OUT OF DOORS
By JAN STRUTHER
SUMMER, after all our weary waiting, is here at last. That is to say, she was here yesterday and she will probably be back again tomorrow. Today is one of those nondescript bits of weather which she leaves behind in her stead when she wants to play truant ; like that pathetic creature, the " stand-in," who takes the place of a film actress during the tedious hours while the electricians are adjusting the lights, and who never appears in the finished film at all. She may spend more time on the set than the actress herself, but no record is made of her : just as nobody remembers afterwards those in-between days, cold, grey and gusty, which do not fit in with our conventional idea of summer ; though there may be fifty of them between May and September.

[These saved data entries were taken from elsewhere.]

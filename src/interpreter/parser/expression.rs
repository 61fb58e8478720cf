use crate::{
    ast::{
        BinOp, BinaryOperator, BooleanLiteral, Expr, Num, StringLiteral, UnaryOp, UnaryOperator,
    },
    error::SyntaxError,
    interpreter::{
        parser::core::{ParseResult, Parser},
        token::TokenKind,
    },
};

impl Parser<'_> {
    /// Parses additive expressions, the lowest precedence level.
    ///
    /// Grammar: `expr := term ((PLUS | MINUS) term)*`
    ///
    /// Operators are left-associative: `a - b - c` is `(a - b) - c`.
    pub(in crate::interpreter::parser) fn expr(&mut self) -> ParseResult<Expr> {
        let mut node = self.term()?;

        loop {
            let op = match self.peek() {
                TokenKind::Plus => BinaryOperator::Add,
                TokenKind::Minus => BinaryOperator::Sub,
                _ => break,
            };
            let token = self.eat(self.peek())?;
            let right = self.term()?;
            node = Expr::BinOp(BinOp { left: Box::new(node),
                                       op,
                                       token,
                                       right: Box::new(right) });
        }

        Ok(node)
    }

    /// Parses multiplicative expressions.
    ///
    /// Grammar: `term := factor ((MUL | DIV) factor)*`
    fn term(&mut self) -> ParseResult<Expr> {
        let mut node = self.factor()?;

        loop {
            let op = match self.peek() {
                TokenKind::Mul => BinaryOperator::Mul,
                TokenKind::Div => BinaryOperator::Div,
                _ => break,
            };
            let token = self.eat(self.peek())?;
            let right = self.factor()?;
            node = Expr::BinOp(BinOp { left: Box::new(node),
                                       op,
                                       token,
                                       right: Box::new(right) });
        }

        Ok(node)
    }

    /// Parses a single operand, possibly prefixed by unary signs.
    ///
    /// Grammar:
    /// ```text
    /// factor := (PLUS | MINUS) factor | INTEGER | STRING_LITERAL
    ///         | BOOLEAN_CONST | LPAREN expr RPAREN | ID
    /// ```
    ///
    /// Anything else is reported as an unexpected token where an identifier
    /// was expected.
    fn factor(&mut self) -> ParseResult<Expr> {
        match self.peek() {
            TokenKind::Plus | TokenKind::Minus => {
                let op = if self.peek() == TokenKind::Plus {
                    UnaryOperator::Plus
                } else {
                    UnaryOperator::Minus
                };
                let token = self.eat(self.peek())?;
                let operand = self.factor()?;
                Ok(Expr::UnaryOp(UnaryOp { op,
                                           token,
                                           operand: Box::new(operand) }))
            },
            TokenKind::Integer => {
                let token = self.eat(TokenKind::Integer)?;
                let value =
                    token.text
                         .parse::<f64>()
                         .map_err(|_| SyntaxError::InvalidNumber { text:   token.text.clone(),
                                                                   line:   token.line,
                                                                   column: token.column, })?;
                Ok(Expr::Num(Num { token, value }))
            },
            TokenKind::StringLiteral => {
                let token = self.eat(TokenKind::StringLiteral)?;
                Ok(Expr::StringLiteral(StringLiteral { value: token.text.clone(),
                                                       token }))
            },
            TokenKind::BooleanConst => {
                let token = self.eat(TokenKind::BooleanConst)?;
                Ok(Expr::BooleanLiteral(BooleanLiteral { value: token.text == "TRUE",
                                                         token }))
            },
            TokenKind::LParen => {
                self.eat(TokenKind::LParen)?;
                let node = self.expr()?;
                self.eat(TokenKind::RParen)?;
                Ok(node)
            },
            _ => Ok(Expr::Var(self.variable()?)),
        }
    }
}
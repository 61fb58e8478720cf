use serde::{Serialize, Serializer};

use crate::{
    ast::VarType,
    error::RuntimeError,
    interpreter::{evaluator::core::EvalResult, value::kind::ValueKind},
    util::num::widen_to_real,
};

/// Represents a runtime value in the interpreter.
///
/// Every declared variable holds one of these, and every expression evaluates
/// to one. Numeric literals always evaluate to `Real`; `Integer` values only
/// arise from declaration defaults and from assignment into an
/// `INTEGER` variable.
#[derive(Debug, Clone, PartialEq, Default)]
pub enum Value {
    /// Nothing stored yet.
    #[default]
    Absent,
    /// A integer value (64 bit integer).
    Integer(i64),
    /// A numeric value (double precision floating-point).
    Real(f64),
    /// A boolean value (`TRUE` or `FALSE`).
    Boolean(bool),
    /// A text value.
    Text(String),
}

impl Value {
    /// Returns the value a freshly declared variable of `var_type` holds.
    ///
    /// # Example
    /// ```
    /// use minipas::{ast::VarType, interpreter::value::core::Value};
    ///
    /// assert_eq!(Value::default_for(VarType::Integer), Value::Integer(0));
    /// assert_eq!(Value::default_for(VarType::Real), Value::Real(0.0));
    /// assert_eq!(Value::default_for(VarType::String), Value::Text(String::new()));
    /// assert_eq!(Value::default_for(VarType::Boolean), Value::Boolean(false));
    /// ```
    #[must_use]
    pub const fn default_for(var_type: VarType) -> Self {
        match var_type {
            VarType::Integer => Self::Integer(0),
            VarType::Real => Self::Real(0.0),
            VarType::String => Self::Text(String::new()),
            VarType::Boolean => Self::Boolean(false),
        }
    }

    /// Returns the kind tag of this value.
    #[must_use]
    pub const fn kind(&self) -> ValueKind {
        match self {
            Self::Absent => ValueKind::Absent,
            Self::Integer(_) => ValueKind::Integer,
            Self::Real(_) => ValueKind::Real,
            Self::Boolean(_) => ValueKind::Boolean,
            Self::Text(_) => ValueKind::Text,
        }
    }

    /// Converts the value to an `f64`, or returns an error if not numeric.
    ///
    /// Accepts `Value::Real` and `Value::Integer`.
    ///
    /// # Parameters
    /// - `line`, `column`: Source position for error reporting.
    ///
    /// # Returns
    /// - `Ok(f64)`: If value is real or integer.
    /// - `Err(RuntimeError::UnsupportedOperand)`: For any other kind.
    ///
    /// # Example
    /// ```
    /// use minipas::interpreter::value::core::Value;
    ///
    /// assert_eq!(Value::Integer(10).as_real(1, 1).unwrap(), 10.0);
    /// assert!(Value::Boolean(true).as_real(1, 1).is_err());
    /// ```
    pub fn as_real(&self, line: usize, column: usize) -> EvalResult<f64> {
        match self {
            Self::Real(r) => Ok(*r),
            Self::Integer(n) => Ok(widen_to_real(*n)),
            _ => Err(RuntimeError::UnsupportedOperand { found: self.kind(),
                                                        line,
                                                        column }),
        }
    }
}

impl std::fmt::Display for Value {
    fn fmt(&self, f: &mut std::fmt::Formatter<'_>) -> std::fmt::Result {
        match self {
            Self::Absent => write!(f, "None"),
            Self::Integer(n) => write!(f, "{n}"),
            Self::Real(r) => write!(f, "{r}"),
            Self::Boolean(b) => write!(f, "{}", if *b { "TRUE" } else { "FALSE" }),
            Self::Text(s) => write!(f, "'{s}'"),
        }
    }
}

impl Serialize for Value {
    fn serialize<S: Serializer>(&self, serializer: S) -> Result<S::Ok, S::Error> {
        match self {
            Self::Absent => serializer.serialize_none(),
            Self::Integer(n) => serializer.serialize_i64(*n),
            Self::Real(r) => serializer.serialize_f64(*r),
            Self::Boolean(b) => serializer.serialize_bool(*b),
            Self::Text(s) => serializer.serialize_str(s),
        }
    }
}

It is the poets who are to blame for this. They will copy from other poets instead of using their powers of observation. The poets whom the earliest ones copied from were not Englishmen at all but Greeks and Romans : and everybody knows that Abroad is a place with real seasons which run true to type, instead of the hotch-potch we have to put up with in this country. Poetry has a greater influence on everyday thought than non-poetry-lovers care to admit : probably because even the most hard-headed business man among us was brought up on nursery rhymes and never quite shakes off his respect for incantation. So it is only natural that our Platonic ideal of spring, summer, autumn and winter should be one which dooms us to disappointment.
Still, as I said, summer is here, and there is certain to be quite a number of days on which she will attend to the job herself and not palm us off with a stand-in. On one of these days, leaning out of the window after breakfast and sniffing ecstatically at perfection, you decide that it would be a crime to sit indoors at a writing-table on a morning like this : you will take your work out into the garden and do it there. It all sounds so simple and so idyllic. What could be a pleasanter and a nobler occupation than to sit in the sunshine, green grass beneath your feet, balmy zephyrs playing with your hair, the scent of flowers in every breath you take, and to write immortal poetry—or even, for that matter, perishable prose ?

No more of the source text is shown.